Saturday 28 September 2013

Birth Father's Mom Update and Dr issues

"R", the birth father's mom, called me on Thursday wanting to get together and discuss her role in the baby's life.  I thought things over through Friday and also talked to our birth mom about what to do.  She wanted to make sure that she was included in any discussions about how involved "R" would be, which I completely agree with.  She was bothered that R was wanting an answer right now about her role in the baby's life when we really haven't made clear decisions about how much the birth mom will be involved.  Our birth mom reiterated again that she supported whatever I decided, but she also said that there was no reason to be discussing this now.  She told me that she could call R and tell her to lay off if I wanted, but I told her I would call her and talk to her.  Our birth mom has enough on her plate to worry about right now.
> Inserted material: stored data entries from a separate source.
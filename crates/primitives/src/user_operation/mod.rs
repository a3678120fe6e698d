//! User operations of both entry point versions and the RPC types built around them

mod hash;
mod request;
mod v0_6;
mod v0_7;

use crate::{entry_point::EntryPointVersion, utils::as_checksum_addr};
use ethers::types::{Address, Bytes, Log, TransactionReceipt, H256, U256, U64};
pub use hash::UserOperationHash;
pub use request::UserOperationPartial;
use serde::{Deserialize, Serialize};
pub use v0_6::UserOperationV06;
pub use v0_7::{PackedUserOperation, UserOperationV07};

/// User operation of either entry point version
///
/// The v0.6 variant is tried first when deserializing, as a v0.7 operation has no `initCode`.
#[derive(Clone, Debug, PartialEq, Eq, Serialize, Deserialize)]
#[serde(untagged)]
pub enum UserOperation {
    V06(UserOperationV06),
    V07(UserOperationV07),
}

impl UserOperation {
    pub fn version(&self) -> EntryPointVersion {
        match self {
            Self::V06(_) => EntryPointVersion::V0_6,
            Self::V07(_) => EntryPointVersion::V0_7,
        }
    }

    pub fn sender(&self) -> Address {
        match self {
            Self::V06(uo) => uo.sender,
            Self::V07(uo) => uo.sender,
        }
    }

    pub fn nonce(&self) -> U256 {
        match self {
            Self::V06(uo) => uo.nonce,
            Self::V07(uo) => uo.nonce,
        }
    }

    pub fn signature(&self) -> &Bytes {
        match self {
            Self::V06(uo) => &uo.signature,
            Self::V07(uo) => &uo.signature,
        }
    }

    /// Replaces the signature, leaving every other field untouched
    pub fn with_signature(self, signature: Bytes) -> Self {
        match self {
            Self::V06(uo) => Self::V06(uo.signature(signature)),
            Self::V07(uo) => Self::V07(uo.signature(signature)),
        }
    }

    /// Calculates the hash the entry point at `entry_point` assigns to the user operation
    pub fn hash(&self, entry_point: &Address, chain_id: u64) -> UserOperationHash {
        match self {
            Self::V06(uo) => uo.hash(entry_point, chain_id),
            Self::V07(uo) => uo.hash(entry_point, chain_id),
        }
    }

    /// First gas field that would be truncated when packing (v0.7 only)
    pub fn oversized_gas_field(&self) -> Option<&'static str> {
        match self {
            Self::V06(_) => None,
            Self::V07(uo) => uo.oversized_gas_field(),
        }
    }

    /// Sets the gas price of the user operation
    pub fn with_gas_price(self, max_fee_per_gas: U256, max_priority_fee_per_gas: U256) -> Self {
        match self {
            Self::V06(uo) => Self::V06(
                uo.max_fee_per_gas(max_fee_per_gas)
                    .max_priority_fee_per_gas(max_priority_fee_per_gas),
            ),
            Self::V07(uo) => Self::V07(
                uo.max_fee_per_gas(max_fee_per_gas)
                    .max_priority_fee_per_gas(max_priority_fee_per_gas),
            ),
        }
    }
}

impl From<UserOperationV06> for UserOperation {
    fn from(value: UserOperationV06) -> Self {
        Self::V06(value)
    }
}

impl From<UserOperationV07> for UserOperation {
    fn from(value: UserOperationV07) -> Self {
        Self::V07(value)
    }
}

/// Receipt of the user operation (returned from the RPC endpoint eth_getUserOperationReceipt)
#[derive(Clone, Debug, Serialize, Deserialize)]
#[serde(rename_all = "camelCase")]
pub struct UserOperationReceipt {
    #[serde(rename = "userOpHash")]
    pub user_operation_hash: UserOperationHash,
    #[serde(default, skip_serializing_if = "Option::is_none")]
    pub entry_point: Option<Address>,
    #[serde(serialize_with = "as_checksum_addr")]
    pub sender: Address,
    pub nonce: U256,
    #[serde(default, skip_serializing_if = "Option::is_none")]
    pub paymaster: Option<Address>,
    pub actual_gas_cost: U256,
    pub actual_gas_used: U256,
    pub success: bool,
    #[serde(default, skip_serializing_if = "Option::is_none")]
    pub reason: Option<String>,
    pub logs: Vec<Log>,
    #[serde(rename = "receipt")]
    pub tx_receipt: TransactionReceipt,
}

/// Struct that is returned from the RPC endpoint eth_getUserOperationByHash
#[derive(Clone, Debug, Serialize, Deserialize)]
#[serde(rename_all = "camelCase")]
pub struct UserOperationByHash {
    pub user_operation: UserOperation,
    #[serde(serialize_with = "as_checksum_addr")]
    pub entry_point: Address,
    pub transaction_hash: H256,
    pub block_hash: H256,
    pub block_number: U64,
}

/// Gas estimations for user operation (returned from the RPC endpoint eth_estimateUserOperationGas)
#[derive(Clone, Debug, Default, PartialEq, Eq, Serialize, Deserialize)]
#[serde(rename_all = "camelCase")]
pub struct UserOperationGasEstimation {
    pub pre_verification_gas: U256,
    pub verification_gas_limit: U256,
    pub call_gas_limit: U256,
    #[serde(default, skip_serializing_if = "Option::is_none")]
    pub paymaster_verification_gas_limit: Option<U256>,
}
So I called R and told her basically what I talked to the birth mom about and told her that this was all new to us as well.  I told her that our decisions will always be based on what is best for the baby.  I asked her what she saw as a reasonable role and she said that she just wanted to see the baby occasionally and for the baby to know her.  She didn't expect to be "grandma" or expect to take the baby anywhere with just her.  I told her that I thought that was reasonable, but that we would just have to play things by ear.  I told her that I don't think any of us can really make a clear cut decision right now.  It will happen organically over time.  She also wanted to know if we would be telling the baby that they were adopted.  I explained that the baby will always know that they were adopted from the moment that he can understand it.  I think for now she will just wait and not be so anxious about getting a promise of what her role will be.  I think we can make this work out for everyone.  One couple that recently adopted told us that they are supportive of the birth grandparents of their child being involved because it's been a positive experience so far and it's just two more people that love their child.  I will be happy to let R be involved as long as it is good for our child.

The Dr:

We had a two week check up Thursday.  The baby is still breech and the doctor told our birth mom that if the baby was breech at birth that she would have to have a c section.  I knew our birth mom wouldn't handle this well.  For one, she's like me and doesn't like people telling her what to do and not letting her have a choice in something.  And two, she's never had a c section and wants to avoid one at all costs.  Three, she asked the doctor about having a vaginal birth after a c section if she were to get pregnant again and the doctor said that she wouldn't be allowed to.  The birth mom kept looking at me like "what the hell?" and I'm sure that the look on my face was clear too.  I was irritated because I had been very hopefully that our doctor would be as non invasive as possible since that is what our birth mom had wanted from the beginning.  It's also what I would want if I were the one giving birth.  I also know that it's possible to give birth to a breech baby and that there are many things that can be done to help the baby turn.  Also, why get a pregnant woman this worked up over a baby being breeched at 30 weeks??

Also, I started thinking about the local hospitals policy of removing the baby if the mom has past CPS history.  I so adamantly do not want that to happen to our birth mom.  The thought of it breaks my heart to think that they would take the baby from her and place it in the NICU.  There may be a way to skirt the entire system.  We have a midwife birthing center in town and all of this could be avoided.  They allow breech births, they assist with natural ways to help the baby move and they would have no knowledge of her CPS history unless we told them.

After the Drs appointment our birth mom was so upset and frustrated.  I told her to call the midwife center to see if they would be willing to take her on as a patient.  She called and they explained what I already assumed.  Their policies on breech babies are much different and they would never have anyone sent for a c section unless it was life threatening.  Our birth mom wants to meet with them and have a consultation.  We go on Tuesday.  I'm hoping this turns out to be a better fit for her, but I'll let her decide that.  I want her to be comfortable with whoever she sees these last two months of her pregnancy.  I want her to trust that the person has her best interests at heart.  At this point I feel that that Dr is just concerned about a malpractice suit.  Actually, she even mentioned that a the appointment.  I'm hoping it goes well on Tuesday and that the birthing center is a good fit.  We'll see what our birth mom decides.